Chronic kidney disease
CKD Stages Explained: How eGFR and Urine Albumin Fit Together
CKD stages describe estimated kidney filtering, but urine albumin and other health factors help clinicians understand risk and next steps.
Key takeaways
- CKD staging commonly uses eGFR categories from G1 through G5.
- Albuminuria categories add important risk information because urine protein can matter even when eGFR is higher.
- Stages guide conversations; they do not replace individualized clinical judgment.
What CKD stages are for
Chronic kidney disease, or CKD, means the kidneys have had reduced function or signs of kidney damage over time. Stages help clinicians and patients use shared language about kidney filtering. They can also guide how often labs may be followed and when planning conversations may be useful.
CKD stages are not a complete description of a person. Two people with the same eGFR may have different risks depending on urine albumin, diabetes, blood pressure, heart disease, age, medicines, and other findings. Ask your clinician to explain your stage with your full health picture.
General eGFR stage ranges
Patient education resources often describe G1 as eGFR 90 or higher, G2 as 60-89, G3a as 45-59, G3b as 30-44, G4 as 15-29, and G5 as below 15. G1 and G2 usually require other evidence of kidney damage, such as albuminuria, to fit CKD.
These ranges are educational. Your clinician may interpret results differently when there has been an acute illness, a recent hospital stay, a medicine change, or another condition that can affect creatinine. Trends over at least several months often matter.
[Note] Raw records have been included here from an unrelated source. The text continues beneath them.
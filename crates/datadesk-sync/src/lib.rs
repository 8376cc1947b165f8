//! Sync pipeline orchestration: job registry, change detection, and the
//! detect -> fetch -> reshape -> publish -> persist cycle per configured chart.

use std::collections::btree_map::Entry;
use std::collections::BTreeMap;
use std::path::PathBuf;
use std::sync::Arc;
use std::time::Duration;

use anyhow::{anyhow, Context, Result};
use chrono::{DateTime, NaiveDate, Utc};
use datadesk_charts::{
    default_point_map_visualize, line_chart_axes, line_chart_visualize, point_map_mapping,
    publish_table, ChartService, ChartTemplate, DatawrapperClient, MapBounds, MetadataPatch,
    VisualizePolicy, DEFAULT_API_BASE,
};
use datadesk_core::{
    ap_date, ap_date_range, FetchWindow, SourceHeaders, SourceState,
};
use datadesk_reshape::{
    matrix_csv, metric_series, point_csv, point_table, series_csv, year_matrix_from_counts,
    year_matrix_from_series, PointSpec,
};
use datadesk_sources::{
    decode_csv_records, fetch_month_counts, fetch_window, filter_eq, BulkCsvSource, QuerySpec,
    SodaClient, TabularSource,
};
use datadesk_storage::{ProcessedStore, StateStore};
use serde::{Deserialize, Serialize};
use tokio_cron_scheduler::{Job, JobScheduler};
use tracing::{error, info, warn};
use uuid::Uuid;

pub const CRATE_NAME: &str = "datadesk-sync";

const BYLINE: &str = "San Francisco Examiner";

/// Process-level settings; per-chart configuration lives in the registry.
#[derive(Debug, Clone)]
pub struct SyncConfig {
    pub soda_base_url: String,
    pub soda_app_token: Option<String>,
    pub chart_api_base: String,
    pub chart_api_token: String,
    pub registry_path: PathBuf,
    pub data_dir: PathBuf,
    pub probe_timeout_secs: u64,
    pub query_timeout_secs: u64,
    pub download_timeout_secs: u64,
    pub scheduler_enabled: bool,
    pub sync_cron_1: String,
    pub sync_cron_2: String,
}

impl SyncConfig {
    pub fn from_env() -> Self {
        Self {
            soda_base_url: std::env::var("DATADESK_SODA_URL")
                .unwrap_or_else(|_| "https://data.sfgov.org".to_string()),
            soda_app_token: std::env::var("DATASF_APP_TOKEN").ok(),
            chart_api_base: std::env::var("DATAWRAPPER_API_URL")
                .unwrap_or_else(|_| DEFAULT_API_BASE.to_string()),
            chart_api_token: std::env::var("DATAWRAPPER_API_KEY").unwrap_or_default(),
            registry_path: std::env::var("DATADESK_SOURCES")
                .map(PathBuf::from)
                .unwrap_or_else(|_| PathBuf::from("sources.yaml")),
            data_dir: std::env::var("DATADESK_DATA_DIR")
                .map(PathBuf::from)
                .unwrap_or_else(|_| PathBuf::from("./data")),
            probe_timeout_secs: env_u64("DATADESK_PROBE_TIMEOUT_SECS", 10),
            query_timeout_secs: env_u64("DATADESK_QUERY_TIMEOUT_SECS", 30),
            download_timeout_secs: env_u64("DATADESK_DOWNLOAD_TIMEOUT_SECS", 300),
            scheduler_enabled: std::env::var("DATADESK_SCHEDULER_ENABLED")
                .map(|v| matches!(v.as_str(), "1" | "true" | "TRUE" | "True"))
                .unwrap_or(false),
            sync_cron_1: std::env::var("SYNC_CRON_1").unwrap_or_else(|_| "0 6 * * *".to_string()),
            sync_cron_2: std::env::var("SYNC_CRON_2").unwrap_or_else(|_| "0 18 * * *".to_string()),
        }
    }
}

fn env_u64(name: &str, default: u64) -> u64 {
    std::env::var(name)
        .ok()
        .and_then(|v| v.parse().ok())
        .unwrap_or(default)
}

/// Declarative job registry: dozens of near-identical chart configurations
/// as data, one record per published chart.
#[derive(Debug, Clone, Deserialize)]
pub struct JobRegistry {
    pub jobs: Vec<JobConfig>,
}

impl JobRegistry {
    pub fn load(path: &std::path::Path) -> Result<Self> {
        let text = std::fs::read_to_string(path)
            .with_context(|| format!("reading {}", path.display()))?;
        serde_yaml::from_str(&text).with_context(|| format!("parsing {}", path.display()))
    }

    pub fn job(&self, name: &str) -> Option<&JobConfig> {
        self.jobs.iter().find(|j| j.name == name)
    }
}

fn default_true() -> bool {
    true
}

fn default_basemap() -> String {
    "usa-sanfran-analysis-neighborhood".to_string()
}

fn default_bounds() -> MapBounds {
    MapBounds {
        lat1: 37.71,
        lat2: 37.84,
        lon1: -122.51,
        lon2: -122.36,
    }
}

#[derive(Debug, Clone, Deserialize)]
pub struct JobConfig {
    pub name: String,
    #[serde(default = "default_true")]
    pub enabled: bool,
    pub state_family: String,
    pub source_name: String,
    pub source_url: String,
    #[serde(flatten)]
    pub kind: JobKind,
}

#[derive(Debug, Clone, Deserialize)]
#[serde(tag = "kind", rename_all = "snake_case")]
pub enum JobKind {
    /// One day's (or week's) located events on a point map.
    PointMap {
        chart_id: String,
        query: QuerySpec,
        point: PointSpec,
        description_template: String,
        #[serde(default)]
        tooltip_template: Option<String>,
        /// Chart whose visual design is fanned out to this one.
        #[serde(default)]
        template_source: Option<String>,
        #[serde(default = "default_bounds")]
        bounds: MapBounds,
        #[serde(default = "default_basemap")]
        basemap: String,
        /// Fallback marker color for statuses outside the default palette.
        #[serde(default)]
        marker_color: Option<String>,
    },
    /// Year-over-year monthly counts as a line chart.
    MonthMatrix {
        chart_id: String,
        query: QuerySpec,
        description_template: String,
        y_axis_label: String,
    },
    /// Bulk-CSV metric family: one download, one chart per metric column.
    MetricLines {
        url: String,
        filter_column: String,
        filter_value: String,
        month_field: String,
        /// Charts only show months from here on; the archive keeps everything.
        #[serde(default)]
        chart_start: Option<NaiveDate>,
        metrics: Vec<MetricChart>,
    },
}

#[derive(Debug, Clone, Deserialize)]
pub struct MetricChart {
    pub name: String,
    pub chart_id: String,
    pub value_field: String,
    pub y_axis_label: String,
    pub intro: String,
}

/// Skip a run iff the stored fingerprint matches the remote one, preferring
/// ETag and falling back to Last-Modified. Anything missing means "changed".
pub fn should_skip(state: &SourceState, headers: &SourceHeaders) -> bool {
    if let (Some(stored), Some(remote)) = (&state.etag, &headers.etag) {
        return stored == remote;
    }
    if let (Some(stored), Some(remote)) = (&state.last_modified, &headers.last_modified) {
        return stored == remote;
    }
    false
}

fn format_count(n: usize) -> String {
    let digits = n.to_string();
    let mut out = String::with_capacity(digits.len() + digits.len() / 3);
    for (i, ch) in digits.chars().enumerate() {
        if i > 0 && (digits.len() - i) % 3 == 0 {
            out.push(',');
        }
        out.push(ch);
    }
    out
}

fn render_description(template: &str, count: usize, window: &FetchWindow) -> String {
    template
        .replace("{count}", &format_count(count))
        .replace("{date}", &ap_date(window.anchor))
        .replace(
            "{date_range}",
            &ap_date_range(window.start.date(), window.anchor),
        )
}

#[derive(Debug, Clone, Serialize)]
pub struct RunSummary {
    pub run_id: Uuid,
    pub started_at: DateTime<Utc>,
    pub finished_at: DateTime<Utc>,
    pub outcomes: Vec<JobOutcome>,
}

impl RunSummary {
    pub fn all_succeeded(&self) -> bool {
        self.outcomes
            .iter()
            .all(|o| !matches!(o.status, JobStatus::Failed { .. }))
    }

    pub fn render_text(&self) -> String {
        let mut lines = vec![format!("run {}", self.run_id)];
        for outcome in &self.outcomes {
            let status = match &outcome.status {
                JobStatus::Published { url, rows } => format!("published {rows} rows -> {url}"),
                JobStatus::Unchanged => "skipped (no new data)".to_string(),
                JobStatus::Empty => "skipped (empty window)".to_string(),
                JobStatus::Failed { error } => format!("FAILED: {error}"),
            };
            lines.push(format!("  {}: {}", outcome.job, status));
        }
        let succeeded = self
            .outcomes
            .iter()
            .filter(|o| !matches!(o.status, JobStatus::Failed { .. }))
            .count();
        lines.push(format!(
            "{succeeded}/{} jobs succeeded",
            self.outcomes.len()
        ));
        lines.join("\n")
    }
}

#[derive(Debug, Clone, Serialize)]
pub struct JobOutcome {
    pub job: String,
    pub status: JobStatus,
}

#[derive(Debug, Clone, Serialize)]
#[serde(tag = "status", rename_all = "snake_case")]
pub enum JobStatus {
    Published { url: String, rows: usize },
    Unchanged,
    Empty,
    Failed { error: String },
}

pub struct SyncPipeline {
    config: SyncConfig,
    registry: JobRegistry,
    source: Arc<dyn TabularSource>,
    charts: Arc<dyn ChartService>,
    state: StateStore,
    processed: ProcessedStore,
}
- G1: eGFR 90 or higher, with other signs if CKD is present
- G2: eGFR 60-89, with other signs if CKD is present
- G3: eGFR 30-59, often split into G3a and G3b
- G4: eGFR 15-29, advanced CKD
- G5: eGFR below 15, kidney failure range for some patients
Why albuminuria changes the discussion
Albuminuria means albumin is present in urine. KDIGO and patient education resources often pair eGFR categories with albuminuria categories because urine albumin can signal kidney filter damage and higher risk. This is why a urine test may be ordered even when a blood test has already been done.
A person with moderate eGFR reduction and high urine albumin may need different follow-up than a person with the same eGFR and little albuminuria. Ask whether your CKD stage includes urine albumin information or only the eGFR number.
How stages may affect planning
Earlier stages may focus on understanding cause, monitoring labs, reviewing blood pressure and diabetes, and avoiding avoidable kidney stress when appropriate. Later stages may add more detailed conversations about symptoms, anemia, bone and mineral labs, nutrition, treatment options, transplant referral when appropriate, and dialysis education if it becomes relevant.
The Kidney Experts serves West Tennessee patients in Jackson, Dyersburg, Union City, Covington, and nearby communities. This article is educational information only. It does not diagnose kidney disease and does not replace individualized medical advice from your clinician or nephrology team.
Questions to ask your care team
- What is my CKD stage based on current results?
- Does my stage include urine albumin information?
- Is my kidney function stable or changing?
- What labs should I ask about before the next visit?
- At what point should I ask about treatment options education or transplant referral?